A similar fate has befallen Sarnoff Corp. Born as RCA Labs in 1942 to support the war effort, it developed technologies such as improved radar antennas, radar-jamming antennas, and acoustical depth charges for maritime warfare. In the 1950s and 1960s, RCA Labs produced breakthroughs in numerous broadcasting and related fields, including color TV, tape recording, transistors, lasers, advanced vacuum tubes, solar cells, and infrared imaging. At its peak in the 1970s, RCA was generating more patents than rival Bell Labs. In 1986, RCA was purchased by General Electric GE, which spun off Sarnoff Lab as Sarnoff Corp., a wholly owned subsidiary of SRI International. Sarnoff is now a shadow of its former self, developing smaller technologies with a commercial focus on a drastically reduced budget.

If the 1950s and 1960s belonged to Bell Labs and RCA, the 1970s and 1980s belonged to Xerox PARC (Palo Alto Research Corp.) and DARPA. PARC was the legendary Silicon Valley spawning ground of the Ethernet, movable real-time computer text, and graphical user interfaces. Companies such as Apple AAPL, Microsoft, and Adobe ADBE have built global businesses that have created hundreds of thousands of high-paying jobs, based in large measure on PARC's breakthroughs. Xerox missed most of these opportunities, but has created a multibillion laser-printing business based on work done at PARC. But PARC's research staff has shrunk drastically as Xerox's performance has forced dramatic budget cuts.

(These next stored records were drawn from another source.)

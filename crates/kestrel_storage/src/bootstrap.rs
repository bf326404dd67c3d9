//! Rebuilding snapshot containers from storage.
//!
//! Used at warmup and after a rollback: each matching instance's container is
//! torn down and repopulated from the newest usable snapshot each slice still
//! retains. Storage corruption that leaves a slice with snapshots but none
//! usable is not recoverable here; the caller turns it into a fatal exit.

use std::collections::HashMap;
use std::sync::Arc;

use kestrel_common::error::{KestrelError, StorageError};
use kestrel_common::timestamp::TsVector;
use kestrel_common::types::{InstanceId, KeyspaceId, StreamId};
use kestrel_common::KestrelResult;

use crate::container::SnapshotContainer;
use crate::context::{CoreContext, PartitionMap};
use crate::notify::{NotifyFanout, SnapshotEvent};
use crate::snapshot::{IndexSnapshot, PartitionSnapshot, SliceSnapshot};

/// Rebuild containers for every instance matching `(stream, keyspace)`;
/// `None` filters match everything (warmup).
pub async fn rebuild_snapshots(
    ctx: &Arc<CoreContext>,
    stream: Option<StreamId>,
    keyspace: Option<&KeyspaceId>,
    notify: &NotifyFanout,
) -> KestrelResult<()> {
    let instances = ctx.instances();
    let partitions = ctx.partitions();
    for (inst_id, partn_map) in partitions.iter() {
        let Some(inst) = instances.get(inst_id) else {
            continue;
        };
        if let (Some(stream), Some(keyspace)) = (stream, keyspace) {
            if !inst.matches_stream(stream, keyspace) {
                continue;
            }
        }
        rebuild_instance(ctx, *inst_id, partn_map, notify).await?;
    }
    Ok(())
}

/// Rebuild one instance's container from storage.
pub async fn rebuild_instance(
    ctx: &Arc<CoreContext>,
    inst_id: InstanceId,
    partn_map: &PartitionMap,
    notify: &NotifyFanout,
) -> KestrelResult<()> {
    tracing::info!(inst = %inst_id, partitions = partn_map.len(), "rebuilding snapshot container from storage");

    // Tear down the existing container first so a concurrent reader can never
    // observe the pre-rollback tree.
    let existing = {
        let _guard = ctx.lock_maps();
        let mut snap_map = (*ctx.snapshots()).clone();
        let existing = snap_map.remove(&inst_id);
        ctx.set_snapshots(snap_map);
        existing
    };
    if let Some(container) = existing {
        let keyspace = ctx
            .instance(inst_id)
            .map(|i| i.defn.keyspace.clone())
            .unwrap_or_else(|| KeyspaceId::new(""));
        let num_vb = ctx.config().num_vbuckets;
        container.mark_deleted(IndexSnapshot::epoch(
            inst_id,
            TsVector::new(keyspace, num_vb),
            0,
        ));
        notify.publish(inst_id, SnapshotEvent::Deleted(inst_id));
    }

    let mut partn_snaps: Option<HashMap<_, PartitionSnapshot>> = Some(HashMap::new());
    let mut tree_ts: Option<TsVector> = None;

    'partitions: for (partn_id, partn) in partn_map.iter() {
        let mut ps = PartitionSnapshot::new(*partn_id);
        for slice in &partn.slices {
            let infos = slice.get_snapshots().await?;
            if infos.is_empty() {
                tracing::info!(inst = %inst_id, partition = %partn_id, "no retained snapshot found");
                partn_snaps = None;
                break 'partitions;
            }

            let mut opened = None;
            for info in &infos {
                match slice.open_snapshot(info).await {
                    Ok(handle) => {
                        opened = Some((info.clone(), handle));
                        break;
                    }
                    Err(KestrelError::Storage(StorageError::Corrupted(reason))) => {
                        // The slice discarded the files; an older snapshot
                        // may still be intact.
                        tracing::warn!(inst = %inst_id, slice = %slice.id(), reason,
                            "snapshot unusable, trying older");
                        continue;
                    }
                    Err(e) => return Err(e),
                }
            }

            let Some((info, handle)) = opened else {
                return Err(StorageError::Corrupted(format!(
                    "{inst_id}: slice {} has snapshots but none usable",
                    slice.id()
                ))
                .into());
            };

            // An out-of-sequence-order disk snapshot cannot restart a
            // stream; the whole instance reverts to empty.
            if info.ts.snap_type.is_oso() {
                tracing::info!(inst = %inst_id, "newest usable snapshot is OSO, reverting instance to zero");
                drop(handle);
                for (pid, p) in partn_map.iter() {
                    for s in &p.slices {
                        crate::rollback::rollback_to_snapshot(inst_id, *pid, s.as_ref(), None, false)
                            .await?;
                    }
                }
                partn_snaps = None;
                break 'partitions;
            }

            tree_ts = Some(info.ts.clone());
            ps.slices
                .insert(slice.id(), SliceSnapshot::new(slice.id(), handle));
        }
        if let Some(map) = partn_snaps.as_mut() {
            map.insert(*partn_id, ps);
        }
    }

    let keyspace = ctx
        .instance(inst_id)
        .map(|i| i.defn.keyspace.clone())
        .unwrap_or_else(|| KeyspaceId::new(""));
    let num_vb = ctx.config().num_vbuckets;

    let snapshot = match (partn_snaps, tree_ts) {
        (Some(map), Some(ts)) if !map.is_empty() => {
            IndexSnapshot::new(inst_id, ts, map, ctx.next_snap_id())
        }
        _ => {
            tracing::info!(inst = %inst_id, "installing epoch snapshot");
            IndexSnapshot::epoch(inst_id, TsVector::new(keyspace, num_vb), ctx.next_snap_id())
        }
    };

    let clone = snapshot.clone_snapshot();
    {
        let _guard = ctx.lock_maps();
        let mut snap_map = (*ctx.snapshots()).clone();
        snap_map.insert(inst_id, Arc::new(SnapshotContainer::new(snapshot)));
        ctx.set_snapshots(snap_map);
    }
    notify.publish(inst_id, SnapshotEvent::Created(clone));
    Ok(())
}

#[cfg(test)]
mod tests {
    use super::*;
    use crate::context::PartitionInstance;
    use crate::mem::MemSlice;
    use crate::slice::SnapshotInfo;
    use kestrel_common::config::CoreConfig;
    use kestrel_common::timestamp::SnapshotType;
    use kestrel_common::types::{
        DefnId, IndexDefn, IndexInstance, IndexState, PartitionId, SliceId,
    };

    fn ts(seq: u64, snap_type: SnapshotType) -> TsVector {
        let mut t = TsVector::new(KeyspaceId::new("b"), 1);
        t.seqnos = vec![seq];
        t.snap_type = snap_type;
        t
    }

    fn ctx_with_instance(slice: Arc<MemSlice>) -> Arc<CoreContext> {
        let mut cfg = CoreConfig::default();
        cfg.num_vbuckets = 1;
        let ctx = CoreContext::new(cfg);
        let inst = IndexInstance {
            inst_id: InstanceId(1),
            defn: IndexDefn {
                defn_id: DefnId(1),
                name: "idx".into(),
                keyspace: KeyspaceId::new("b"),
                is_primary: false,
                is_array: false,
                sec_exprs: vec!["a".into()],
                desc: vec![],
                where_clause: None,
            },
            state: IndexState::Active,
            stream: StreamId::Maint,
        };
        let mut instances = HashMap::new();
        instances.insert(InstanceId(1), inst);
        ctx.set_instances(instances);

        let mut partn_map = PartitionMap::new();
        partn_map.insert(
            PartitionId(0),
            PartitionInstance::new(PartitionId(0), vec![slice as Arc<dyn crate::slice::Slice>]),
        );
        let mut partitions = HashMap::new();
        partitions.insert(InstanceId(1), partn_map);
        ctx.set_partitions(partitions);
        ctx
    }

    #[tokio::test]
    async fn test_rebuild_opens_newest_snapshot() {
        let slice = MemSlice::new(SliceId(0));
        slice.seed_snapshot(SnapshotInfo {
            ts: ts(10, SnapshotType::Disk),
            committed: true,
        });
        slice.seed_snapshot(SnapshotInfo {
            ts: ts(20, SnapshotType::Disk),
            committed: true,
        });
        let ctx = ctx_with_instance(slice.clone());
        let notify = NotifyFanout::new(1, 8);

        rebuild_snapshots(&ctx, None, None, &notify).await.unwrap();

        let snap_map = ctx.snapshots();
        let container = snap_map.get(&InstanceId(1)).unwrap();
        assert_eq!(container.current_ts().seqnos, vec![20]);
        assert_eq!(slice.total_snapshot_refs(), 1);
    }

    #[tokio::test]
    async fn test_rebuild_without_snapshots_installs_epoch() {
        let slice = MemSlice::new(SliceId(0));
        let ctx = ctx_with_instance(slice);
        let notify = NotifyFanout::new(1, 8);

        rebuild_snapshots(&ctx, None, None, &notify).await.unwrap();

        let snap_map = ctx.snapshots();
        let container = snap_map.get(&InstanceId(1)).unwrap();
        let snap = container.clone_current().unwrap();
        assert!(snap.epoch);
        assert!(snap.partitions.is_empty());
    }

    #[tokio::test]
    async fn test_rebuild_oso_reverts_to_zero() {
        let slice = MemSlice::new(SliceId(0));
        slice.seed_snapshot(SnapshotInfo {
            ts: ts(10, SnapshotType::DiskOso),
            committed: true,
        });
        let ctx = ctx_with_instance(slice.clone());
        let notify = NotifyFanout::new(1, 8);

        rebuild_snapshots(&ctx, None, None, &notify).await.unwrap();

        assert_eq!(slice.rollback_to_zero_count(), 1);
        let snap_map = ctx.snapshots();
        assert!(snap_map
            .get(&InstanceId(1))
            .unwrap()
            .clone_current()
            .unwrap()
            .epoch);
    }
}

The Defense Advanced Research Projects Agency (DARPA), originally launched in 1958 as a response to the Soviet launch of Sputnik, is responsible for the Internet and numerous technologies with applications beyond the military. Threatened by Soviet technological advances, the Eisenhower Administration formed DARPA to ensure that American expertise in science and engineering would lead the world. The result: breakthroughs in time-sharing computers, computer graphics, microprocessors, very large-scale integration (VSLI) design, RISC processing, parallel computing, local area networks, and the Internet. DARPA progeny include Amazon, eBay, Yahoo YHOO, Google, Facebook, YouTube (GOOG), and hundreds of other companies that might never have come to life without DARPA's open-ended research that led to the Internet.

How to Reignite Innovation In a post-September 11 world, DARPA's mission has shifted from science to tactical projects with short-term military applications, but it's not clear that shifting to a short-term applied approach will be as effective for the military as open-ended research. As military historian John Chambers has noted, none of the most important weapons transforming warfare in the 20th century—the airplane, tank, radar, jet engine, helicopter, electronic computer, not even the atomic bomb—owed its initial development to a doctrinal requirement or request of the military. Indeed, without DARPA's breakthroughs in information technology, military tools such as unmanned systems (drones) and global positioning systems would never have been possible.

For any institution—whether an individual company or government agency—cutting back on investment in basic science research may make great sense in the short term. Economic realities and shifting agendas force trade-offs. For a time, you can free-ride off the investments of others. But when everybody makes the same decision society suffers the "tragedy of the commons"—wherein multiple actors operating in their self interest do harm to the overall public good. We've reached that point. We're just beginning to see the consequences. We need to reverse the cycle, and we need to do it quickly.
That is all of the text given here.